I think I really cannot judge this woman or the situation. We have never known what it is like to be so desperately poor. We can't imagine it. Good for her if she really gets this money and can hang onto it or is there a husband or a father waiting in the wings to get his hands on it? We shall never know but the baby will be loved and cared for and she will know this. Being so poor it will console her and to be truthfull her day is probably so full of thankless tasks and drudgery that she won't have the energy to grieve.
I'm pretty certain that we discussed this topic a while ago when a surrogate mother in India had died because the priority medical treatment was for the child she was carrying not for her. I doubt if anything has changed in the interim.

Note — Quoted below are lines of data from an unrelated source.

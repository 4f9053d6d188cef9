//! Retry policy with fixed, linear, or exponential backoff.

use std::fmt;
use std::future::Future;
use std::sync::Arc;
use std::time::Duration;

use qsmon_core::EngineConfig;
use serde::{Deserialize, Serialize};

pub use qsmon_core::RetryStrategy;

/// Called before each retry with the upcoming attempt number and a message.
pub type RetryCallback = Arc<dyn Fn(u32, &str) + Send + Sync>;

/// Retry configuration.
#[derive(Debug, Clone, PartialEq, Serialize, Deserialize)]
pub struct RetryConfig {
    pub strategy: RetryStrategy,
    pub base_delay: Duration,
    pub max_delay: Duration,
    pub backoff_factor: f64,
    pub max_retries: u32,
}

impl Default for RetryConfig {
    /// Three exponential retries starting at one second.
    fn default() -> Self {
        Self {
            strategy: RetryStrategy::Exponential,
            base_delay: Duration::from_secs(1),
            max_delay: Duration::from_secs(60),
            backoff_factor: 2.0,
            max_retries: 3,
        }
    }
}

impl RetryConfig {
    /// No retries at all.
    pub fn none() -> Self {
        Self {
            max_retries: 0,
            ..Default::default()
        }
    }

    /// `max_retries` retries with no delay in between.
    pub fn immediate(max_retries: u32) -> Self {
        Self {
            strategy: RetryStrategy::Fixed,
            base_delay: Duration::ZERO,
            max_delay: Duration::ZERO,
            backoff_factor: 1.0,
            max_retries,
        }
    }

    pub fn with_strategy(mut self, strategy: RetryStrategy) -> Self {
        self.strategy = strategy;
        self
    }

    pub fn with_base_delay(mut self, delay: Duration) -> Self {
        self.base_delay = delay;
        self
    }

    pub fn with_max_delay(mut self, delay: Duration) -> Self {
        self.max_delay = delay;
        self
    }

    pub fn with_backoff_factor(mut self, factor: f64) -> Self {
        self.backoff_factor = factor;
        self
    }

    pub fn with_max_retries(mut self, max_retries: u32) -> Self {
        self.max_retries = max_retries;
        self
    }

    /// Delay before the retry that follows `count` previous retries.
    pub fn delay_for(&self, count: u32) -> Duration {
        let delay = match self.strategy {
            RetryStrategy::Fixed => return self.base_delay,
            RetryStrategy::Linear => self.base_delay.as_secs_f64() * f64::from(count + 1),
            RetryStrategy::Exponential => {
                self.base_delay.as_secs_f64() * self.backoff_factor.powi(count as i32)
            }
        };
        let capped = delay.min(self.max_delay.as_secs_f64());
        if capped.is_finite() && capped > 0.0 {
            Duration::from_secs_f64(capped)
        } else {
            Duration::ZERO
        }
    }
}

impl From<&EngineConfig> for RetryConfig {
    fn from(config: &EngineConfig) -> Self {
        Self {
            strategy: config.retry_strategy,
            base_delay: Duration::from_millis(config.base_delay_ms),
            max_delay: Duration::from_millis(config.max_delay_ms),
            backoff_factor: config.backoff_factor,
            max_retries: config.max_retries,
        }
    }
}

/// Attempt counter driven by a [`RetryConfig`].
///
/// `current_retry_count` stays within `0..=max_retries` and is reset only
/// when a new [`execute_with_retry`](Self::execute_with_retry) loop starts.
#[derive(Clone)]
pub struct RetryPolicy {
    config: RetryConfig,
    current_retry_count: u32,
    on_retry: Option<RetryCallback>,
}

impl RetryPolicy {
    pub fn new(config: RetryConfig) -> Self {
        Self {
            config,
            current_retry_count: 0,
            on_retry: None,
        }
    }

    /// Register a callback invoked before every retry.
    pub fn on_retry<F>(mut self, callback: F) -> Self
    where
        F: Fn(u32, &str) + Send + Sync + 'static,
    {
        self.on_retry = Some(Arc::new(callback));
        self
    }

    pub fn config(&self) -> &RetryConfig {
        &self.config
    }

    pub fn max_retries(&self) -> u32 {
        self.config.max_retries
    }

    pub fn current_retry_count(&self) -> u32 {
        self.current_retry_count
    }

    pub fn should_retry(&self) -> bool {
        self.current_retry_count < self.config.max_retries
    }

    pub fn increment_retry(&mut self) {
        if self.should_retry() {
            self.current_retry_count += 1;
        }
    }

    pub fn reset(&mut self) {
        self.current_retry_count = 0;
    }

    /// Delay to apply before the next retry.
    pub fn retry_delay(&self) -> Duration {
        self.config.delay_for(self.current_retry_count)
    }

    /// Percentage of the retry budget used, 0-100.
    pub fn retry_progress(&self) -> u8 {
        if self.config.max_retries == 0 {
            return 100;
        }
        let pct = u64::from(self.current_retry_count) * 100 / u64::from(self.config.max_retries);
        pct.min(100) as u8
    }

    pub fn remaining_retries(&self) -> u32 {
        self.config.max_retries.saturating_sub(self.current_retry_count)
    }

    pub fn is_exhausted(&self) -> bool {
        self.current_retry_count >= self.config.max_retries
    }

    /// Announce and sleep through the delay before the next retry, then
    /// count it. Does nothing once the budget is exhausted.
    pub async fn wait_for_next_retry(&mut self, name: &str) {
        if !self.should_retry() {
            return;
        }
        let delay = self.retry_delay();
        let attempt = self.current_retry_count + 1;
        let message = format!("Retry attempt {}/{}", attempt, self.config.max_retries);
        tracing::debug!(command = name, delay_ms = delay.as_millis() as u64, "{}", message);
        if let Some(callback) = &self.on_retry {
            callback(attempt, &message);
        }
        if !delay.is_zero() {
            tokio::time::sleep(delay).await;
        }
        self.increment_retry();
    }

    /// Run `operation` until it succeeds or the retry budget is spent.
    ///
    /// Every error is treated as retryable. Returns the first success or the
    /// last error.
    pub async fn execute_with_retry<T, E, F, Fut>(&mut self, name: &str, operation: F) -> Result<T, E>
    where
        F: FnMut() -> Fut,
        Fut: Future<Output = Result<T, E>>,
        E: fmt::Display,
    {
        self.execute_with_retry_if(name, operation, |_| true).await
    }

    /// Like [`execute_with_retry`](Self::execute_with_retry), but stops at
    /// the first error for which `retryable` returns `false`.
    pub async fn execute_with_retry_if<T, E, F, Fut, P>(
        &mut self,
        name: &str,
        mut operation: F,
        retryable: P,
    ) -> Result<T, E>
    where
        F: FnMut() -> Fut,
        Fut: Future<Output = Result<T, E>>,
        E: fmt::Display,
        P: Fn(&E) -> bool,
    {
        self.reset();
        loop {
            match operation().await {
                Ok(value) => return Ok(value),
                Err(e) => {
                    if !retryable(&e) || !self.should_retry() {
                        tracing::debug!(
                            command = name,
                            retries = self.current_retry_count,
                            error = %e,
                            "Giving up"
                        );
                        return Err(e);
                    }
                    tracing::debug!(command = name, error = %e, "Attempt failed");
                    self.wait_for_next_retry(name).await;
                }
            }
        }
    }
}

impl Default for RetryPolicy {
    fn default() -> Self {
        Self::new(RetryConfig::default())
    }
}

impl fmt::Debug for RetryPolicy {
    fn fmt(&self, f: &mut fmt::Formatter<'_>) -> fmt::Result {
        f.debug_struct("RetryPolicy")
            .field("config", &self.config)
            .field("current_retry_count", &self.current_retry_count)
            .finish()
    }
}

That was such an interesting programme. These Indian women surprised me, in the way they looked after the babies following birth, being nannies and continuing to breast feed in some cases. There was clearly a bond with the babies in most cases, and I wonder how they coped with the separation when the parents came along to take the babies home.
I do think there was some exploitation, and maybe in years to come there will be a backlash as some of the children ask about the 'mother' who gave birth to them.
I suppose the surrogates saw it as the least of many evils.
In an ideal world these women wouldn't be driven to such measures but as things are I think it's a reasonable thing for them to undertake.
They're paid a life-changing fee and that must be very tempting. Other than winning a lottery how else could they lift their family out of poverty?
Yes, their limited choices informed those decisions to do what they could in their dire circumstances. I sympathise with the childless couples, too. The lengths some people will go to, to have their own child! My girls both faced the possibility of not being able to have a child, but saw their options being around adoption if IVF had failed.